*EXERCISE GOAL*: In the records below, the line containing "Ok(loader.build()?)" marks the start. Copy that line and everything after it exactly, through the last line.

*SUPPLIED DATA*:
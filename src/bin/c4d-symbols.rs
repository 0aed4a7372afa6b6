//! Command-line interface for c4d-symbols
//!
//! Usage:
//!   c4d-symbols extract `<symbolsfile>` [--format `<format>`] [--config `<path>`]  - Print the symbol ids
//!   c4d-symbols list-formats                                                     - List output formats

use c4d_symbols::config::{Loader, SymbolsConfig, PROJECT_CONFIG};
use c4d_symbols::error::SymbolsError;
use c4d_symbols::extraction::extract_path;
use c4d_symbols::registry::FormatRegistry;
use clap::error::ErrorKind;
use clap::{Arg, Command};
use tracing_subscriber::EnvFilter;

fn cli() -> Command {
    Command::new("c4d-symbols")
        .version(env!("CARGO_PKG_VERSION"))
        .about("Tool for operating on a c4d_symbols.h file")
        .subcommand_required(true)
        .arg_required_else_help(true)
        .subcommand(
            Command::new("extract")
                .about("Print the id of every symbol, sorted by id")
                .arg(
                    Arg::new("symbolsfile")
                        .help("The c4d_symbols.h file to operate on")
                        .required(true)
                        .index(1),
                )
                .arg(
                    Arg::new("format")
                        .long("format")
                        .short('f')
                        .help("Output format (default from configuration: python)"),
                )
                .arg(
                    Arg::new("config")
                        .long("config")
                        .short('c')
                        .help("Configuration file layered over the defaults and ./c4d-symbols.toml"),
                ),
        )
        .subcommand(Command::new("list-formats").about("List available output formats"))
}

fn main() {
    tracing_subscriber::fmt()
        .with_env_filter(
            EnvFilter::try_from_default_env()
                .unwrap_or_else(|_| EnvFilter::new("c4d_symbols=warn")),
        )
        .with_writer(std::io::stderr)
        .init();

    let mut command = cli();
    let matches = command.get_matches_mut();

    match matches.subcommand() {
        Some(("extract", extract_matches)) => {
            let path = extract_matches
                .get_one::<String>("symbolsfile")
                .expect("symbolsfile is required");
            let format = extract_matches.get_one::<String>("format");
            let config = extract_matches.get_one::<String>("config");

            if let Err(e) = handle_extract_command(path, format, config) {
                let kind = match e {
                    SymbolsError::Io { .. } => ErrorKind::Io,
                    _ => ErrorKind::InvalidValue,
                };
                command.error(kind, e).exit();
            }
        }
        Some(("list-formats", _)) => handle_list_formats_command(),
        _ => unreachable!(),
    }
}

fn load_config(
    format: Option<&String>,
    config: Option<&String>,
) -> Result<SymbolsConfig, SymbolsError> {
    let mut loader = Loader::new().with_optional_file(PROJECT_CONFIG);
    if let Some(path) = config {
        loader = loader.with_file(path);
    }
    if let Some(format) = format {
        loader = loader.set_override("output.format", format.as_str())?;
    }
    Ok(loader.build()?)
}

/// Handle the extract command
fn handle_extract_command(
    path: &str,
    format: Option<&String>,
    config: Option<&String>,
) -> Result<(), SymbolsError> {
    let config = load_config(format, config)?;
    let registry = FormatRegistry::with_defaults();
    // Unknown formats fail before the input is read.
    let serializer = registry.get(&config.output.format)?;

    let table = extract_path(path)?;
    let output = serializer.serialize(&table, &config.output)?;

    print!("{}", output);
    Ok(())
}

/// Handle the list-formats command
fn handle_list_formats_command() {
    let registry = FormatRegistry::with_defaults();
    println!("Available output formats:\n");

    for name in registry.list_formats() {
        if let Ok(format) = registry.get(&name) {
            println!("  {}", name);
            println!("    {}", format.description());
            println!();
        }
    }
}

*PROBLEM SOLUTION*:
    Ok(loader.build()?)
}

/// Handle the extract command
fn handle_extract_command(
    path: &str,
    format: Option<&String>,
    config: Option<&String>,
) -> Result<(), SymbolsError> {
    let config = load_config(format, config)?;
    let registry = FormatRegistry::with_defaults();
    // Unknown formats fail before the input is read.
    let serializer = registry.get(&config.output.format)?;

    let table = extract_path(path)?;
    let output = serializer.serialize(&table, &config.output)?;

    print!("{}", output);
    Ok(())
}

/// Handle the list-formats command
fn handle_list_formats_command() {
    let registry = FormatRegistry::with_defaults();
    println!("Available output formats:\n");

    for name in registry.list_formats() {
        if let Ok(format) = registry.get(&name) {
            println!("  {}", name);
            println!("    {}", format.description());
            println!();
        }
    }
}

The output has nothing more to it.